The S&P 500 index has experienced increased volatility lately, which will cause money to shift in a few select ways as a reaction. This is often called a flight to safety, or risk-off, a way to keep capital safer in places that experience less volatility and risks in business models. Most investors would think of the consumer staples sector when reading this, but that’s only the beginning.
Surely, staple brands like Costco Wholesale Co. (NASDAQ: COST) will have done well in most economic environments. Still, today, there’s a perfect mix that historically benefits another sector the most. Utility stocks are another safe place for investors to keep their capital, as they are inflation and recession-resistant, with an added bonus that could kick off now that the yield curve (ten-year yields minus two-year yields) is steepening.
The utility sector is typically capital-intensive and carries more debt than other niches in the market, so a steepening yield curve along with interest rate cuts from the Federal Reserve could significantly boost returns in this space. For these and other reasons, investors should keep an eye on Duke Energy Co. (NYSE: DUK) as a potential safe port during the storm that may hit the stock market in the coming quarters.
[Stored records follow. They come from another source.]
pub mod chain;
pub mod incident;
pub mod resolver;
pub mod state;

use chrono::{DateTime, Utc};
use serde::{Deserialize, Serialize};
use tracing::{info, warn};

use crate::audit::{AuditCategory, AuditContext, AuditEvent, AuditOutcome, AuditSink};
use crate::domain::approval::{ApprovalRecord, ApprovalStatus, RequestClass};
use crate::errors::DomainError;

use self::chain::{build_chain, ChainOutcome, ChainReport, StartRequest};
use self::incident::auto_approve;
use self::resolver::{ApproverResolver, UserDirectory};
use self::state::{
    activate_next_level, blocking_level, carry_forward_prior_approvals, transition,
    LevelActivation,
};

/// Records produced when the chain moves on after a decision.
#[derive(Clone, Debug, Default, PartialEq, Eq, Serialize, Deserialize)]
pub struct ChainProgress {
    pub carried_forward: Vec<ApprovalRecord>,
    pub activation: LevelActivation,
}

impl ChainProgress {
    pub fn changed_records(&self) -> impl Iterator<Item = &ApprovalRecord> {
        self.carried_forward.iter().chain(self.activation.newly_sent.iter())
    }
}

pub struct WorkflowEngine<D> {
    directory: D,
    carry_forward_prior_approvals: bool,
}

impl<D> WorkflowEngine<D>
where
    D: UserDirectory,
{
    pub fn new(directory: D) -> Self {
        Self { directory, carry_forward_prior_approvals: true }
    }

    pub fn with_carry_forward(mut self, enabled: bool) -> Self {
        self.carry_forward_prior_approvals = enabled;
        self
    }

    pub fn directory(&self) -> &D {
        &self.directory
    }

    /// Builds the initial chain for a new request. Incidents skip human review.
    pub fn start(&self, class: RequestClass, request: &StartRequest) -> ChainOutcome {
        let resolver = ApproverResolver::new(&self.directory, request.submitted_at);
        match class {
            RequestClass::Service => build_chain(request, &resolver),
            RequestClass::Incident => auto_approve(
                request.request_id,
                &request.levels,
                &request.requester,
                &resolver,
                request.submitted_at,
            ),
        }
    }

    pub fn start_with_audit<S>(
        &self,
        class: RequestClass,
        request: &StartRequest,
        sink: &S,
        audit: &AuditContext,
    ) -> ChainOutcome
    where
        S: AuditSink + ?Sized,
    {
        let outcome = self.start(class, request);
        sink.emit(chain_audit_event(audit, class, &outcome.report));
        outcome
    }

    /// Applies an approver's decision after checking that every lower level is approved.
    pub fn decide(
        &self,
        record: &ApprovalRecord,
        all: &[ApprovalRecord],
        new_status: ApprovalStatus,
        comment: Option<String>,
        acted_at: DateTime<Utc>,
    ) -> Result<ApprovalRecord, DomainError> {
        let result = self.checked_transition(record, all, new_status, comment, acted_at);
        match &result {
            Ok(updated) => info!(
                event_name = "approval.transition.applied",
                approval_id = %updated.id,
                request_id = %updated.request_id,
                level = updated.level,
                from = record.status.as_str(),
                to = updated.status.as_str(),
                "approval decision applied"
            ),
            Err(error) => warn!(
                event_name = "approval.transition.rejected",
                approval_id = %record.id,
                request_id = %record.request_id,
                attempted = new_status.as_str(),
                error = %error,
                "approval decision rejected"
            ),
        }
        result
    }

    #[allow(clippy::too_many_arguments)]
    pub fn decide_with_audit<S>(
        &self,
        record: &ApprovalRecord,
        all: &[ApprovalRecord],
        new_status: ApprovalStatus,
        comment: Option<String>,
        acted_at: DateTime<Utc>,
        sink: &S,
        audit: &AuditContext,
    ) -> Result<ApprovalRecord, DomainError>
    where
        S: AuditSink + ?Sized,
    {
        let result = self.decide(record, all, new_status, comment, acted_at);
        sink.emit(decision_audit_event(audit, record, new_status, result.as_ref()));
        result
    }

    /// Carries prior approvals forward into the current level, then sends whatever is left
    /// pending there.
    pub fn advance(&self, records: &[ApprovalRecord], now: DateTime<Utc>) -> ChainProgress {
        let carried_forward = if self.carry_forward_prior_approvals {
            carry_forward_prior_approvals(records, now)
        } else {
            Vec::new()
        };

        let merged: Vec<ApprovalRecord> = records
            .iter()
            .map(|record| {
                carried_forward
                    .iter()
                    .find(|carried| carried.id == record.id)
                    .unwrap_or(record)
                    .clone()
            })
            .collect();

        ChainProgress { activation: activate_next_level(&merged, now), carried_forward }
    }

    fn checked_transition(
        &self,
        record: &ApprovalRecord,
        all: &[ApprovalRecord],
        new_status: ApprovalStatus,
        comment: Option<String>,
        acted_at: DateTime<Utc>,
    ) -> Result<ApprovalRecord, DomainError> {
        if !record.status.is_terminal() {
            if let Some(blocking_level) = blocking_level(record, all) {
                return Err(DomainError::NotActionable {
                    approval_id: record.id.clone(),
                    blocking_level,
                });
            }
        }
        Ok(transition(record, new_status, comment, acted_at)?)
    }
}

/// Audit event for a chain opened by [`WorkflowEngine::start`].
pub fn chain_audit_event(
    audit: &AuditContext,
    class: RequestClass,
    report: &ChainReport,
) -> AuditEvent {
    let (event_type, category) = match class {
        RequestClass::Service => ("approval.chain.built", AuditCategory::Chain),
        RequestClass::Incident => ("approval.incident.auto_approved", AuditCategory::AutoApproval),
    };
    audit
        .event(event_type, category, AuditOutcome::Success)
        .with_metadata("request_class", class.as_str())
        .with_metadata("records", report.produced_records.to_string())
        .with_metadata("skipped", report.skipped.len().to_string())
        .with_metadata("empty_chain", report.is_empty_chain().to_string())
}

/// Audit event for a decision on `record`. `result` must be the outcome that was actually
/// stored, so callers persisting the record emit this only after the write settles.
pub fn decision_audit_event(
    audit: &AuditContext,
    record: &ApprovalRecord,
    new_status: ApprovalStatus,
    result: Result<&ApprovalRecord, &DomainError>,
) -> AuditEvent {
    let event = match result {
        Ok(updated) => audit
            .event("approval.transition.applied", AuditCategory::Transition, AuditOutcome::Success)
            .with_metadata("from", record.status.as_str())
            .with_metadata("to", updated.status.as_str()),
        Err(error) => audit
            .event(
                "approval.transition.rejected",
                AuditCategory::Transition,
                AuditOutcome::Rejected,
            )
            .with_metadata("attempted", new_status.as_str())
            .with_metadata("error", error.to_string()),
    };
    event
        .with_metadata("approval_id", record.id.to_string())
        .with_metadata("level", record.level.to_string())
}
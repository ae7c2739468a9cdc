pub mod chain;
pub mod config;
pub mod sla;

use std::path::Path;

use serde::Serialize;
use serde_json::Value;

use servicedesk_core::config::{AppConfig, ConfigError, LoadOptions};
use servicedesk_core::errors::{ApplicationError, InterfaceError};

pub const EXIT_CONFIG: u8 = 2;
pub const EXIT_INPUT: u8 = 3;
pub const EXIT_DOMAIN: u8 = 4;
pub const EXIT_UNAVAILABLE: u8 = 5;

#[derive(Debug, Clone)]
pub struct CommandResult {
    pub exit_code: u8,
    pub output: String,
}

#[derive(Debug, Serialize)]
struct CommandOutcome {
    command: String,
    status: String,
    error_class: Option<String>,
    #[serde(skip_serializing_if = "Option::is_none")]
    message: Option<String>,
    #[serde(skip_serializing_if = "Option::is_none")]
    detail: Option<String>,
    #[serde(skip_serializing_if = "Option::is_none")]
    correlation_id: Option<String>,
    #[serde(skip_serializing_if = "Option::is_none")]
    payload: Option<Value>,
}

impl CommandResult {
    pub fn success(command: &str, payload: &impl Serialize) -> Self {
        let outcome = match serde_json::to_value(payload) {
            Ok(payload) => CommandOutcome {
                command: command.to_string(),
                status: "ok".to_string(),
                error_class: None,
                message: None,
                detail: None,
                correlation_id: None,
                payload: Some(payload),
            },
            Err(error) => return Self::failure(command, "serialization", error.to_string(), 1),
        };
        Self { exit_code: 0, output: serialize_outcome(outcome) }
    }

    pub fn failure(
        command: &str,
        error_class: &str,
        message: impl Into<String>,
        exit_code: u8,
    ) -> Self {
        let outcome = CommandOutcome {
            command: command.to_string(),
            status: "error".to_string(),
            error_class: Some(error_class.to_string()),
            message: Some(message.into()),
            detail: None,
            correlation_id: None,
            payload: None,
        };
        Self { exit_code, output: serialize_outcome(outcome) }
    }

    /// Reports an engine or service failure with display text for the user, the technical
    /// detail and the correlation id it was raised under.
    pub fn application_failure(
        command: &str,
        error_class: &str,
        error: ApplicationError,
        correlation_id: &str,
    ) -> Self {
        let interface = error.into_interface(correlation_id);
        let exit_code = match &interface {
            InterfaceError::InvalidConfiguration { .. } => EXIT_CONFIG,
            InterfaceError::ServiceUnavailable { .. } => EXIT_UNAVAILABLE,
            InterfaceError::BadRequest { .. }
            | InterfaceError::Conflict { .. }
            | InterfaceError::UnconfiguredPriority { .. } => EXIT_DOMAIN,
        };
        let outcome = CommandOutcome {
            command: command.to_string(),
            status: "error".to_string(),
            error_class: Some(error_class.to_string()),
            message: Some(interface.user_message().to_string()),
            detail: Some(interface.to_string()),
            correlation_id: Some(interface.correlation_id().to_string()),
            payload: None,
        };
        Self { exit_code, output: serialize_outcome(outcome) }
    }

    pub fn config_failure(command: &str, error: &ConfigError) -> Self {
        Self::application_failure(
            command,
            "config_validation",
            ApplicationError::Configuration(error.to_string()),
            &format!("cli-{command}"),
        )
    }
}

/// Loads configuration, insisting on the file when a path was given explicitly.
pub fn load_config(config_path: Option<&Path>) -> Result<AppConfig, ConfigError> {
    AppConfig::load(LoadOptions {
        config_path: config_path.map(Path::to_path_buf),
        require_file: config_path.is_some(),
        ..LoadOptions::default()
    })
}

fn serialize_outcome(outcome: CommandOutcome) -> String {
    serde_json::to_string(&outcome).unwrap_or_else(|error| {
        format!(
            "{{\"command\":\"unknown\",\"status\":\"error\",\"error_class\":\"serialization\",\"message\":\"{}\"}}",
            error.to_string().replace('\\', "\\\\").replace('"', "\\\"")
        )
    })
}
Why Market Uncertainty Is Driving Interest in Duke Energy Stock
Starting with the best and most straightforward indicator of price action, investors can notice one interesting trend in Duke Energy stock compared to the broader S&P 500. This utility stock trades at a new 52-week high, while the stock market index has sold off by nearly 10% from its recent highs.
This divergence in price action tells investors something, as the favor is running out for the technology sector with names like Alphabet Inc. (NASDAQ: GOOGL) and artificial intelligence darling NVIDIA Co. (NASDAQ: NVDA) going down to a respective 78% and 76% of their 52-week high prices.
So, why is the market favoring the utility sector's non-cyclical features? It’s because of uncertainty. The market is excited about interest rate cuts, but some worry that this means the admittance of a troublesome economy. More than that, election uncertainty makes the future less clear, especially when it comes to policy and spending views.
Duke Energy’s financials show that up to 62% of capital is debt, and lower interest rates coming this quarter could also mean lower interest expenses for Duke Energy in the next few quarters. With this in mind, Wall Street analysts have started rolling out more optimistic quarterly earnings forecasts through 2025.
Leaning on this bullish evidence, the Royal Bank of Canada has placed a $135 price target on Duke Energy stock, daring it to rally by as much as 14.6% from where it trades today. This is not only a new 52-week high, but it also offers more upside than most investors would expect from a utility stock.
Duke Energy Stock Gains Attention from Investors, with Markets and Institutions Bullish
Other than price action, another way to gauge the market's sentiment toward Duke Energy stock is its valuation compared to the rest of its peers. Investors should look for outliers in this case, as markets typically overpay (or underpay) for a particular stock when a strong belief is present.
Duke Energy stock trades at a price-to-earnings (P/E) ratio of 29.4x, significantly above the electric services industry's average valuation of 16.7x P/E. Another metric, price-to-sales (P/S), shows a similar trend, as Duke Energy trades at 3.0x compared to the industry's average of 2.3x.
Markets' willingness to pay a premium for this stock could be tied to the lower interest rates coming ahead, as investors now understand that lower interest expenses may also amplify net earnings.
Others in the market believe Duke Energy stock could make new highs soon. Up to $2.6 billion of institutional capital has entered the company over the past 12 months. Out of all these buyers, Mackenzie Financial Group decided to take the lead in recent buying activity.
By boosting their holdings in Duke Energy stock by 65.7% as of August 2024, Mackenzie now holds up to $205.8 million worth of this utility stock today. Following this trend, the Canada Pension Plan Investment Board added 8% to Duke Energy stock, bringing their net investment up to $135.5 million today.
Even if the low beta of 0.46 in Duke Energy stock is too slow for investors, that's okay because they can beat inflation and probably some of the uncertainty price swings in the S&P 500 through the stock's $4.18 payout, translating to an annual dividend yield of 3.55% for shareholders.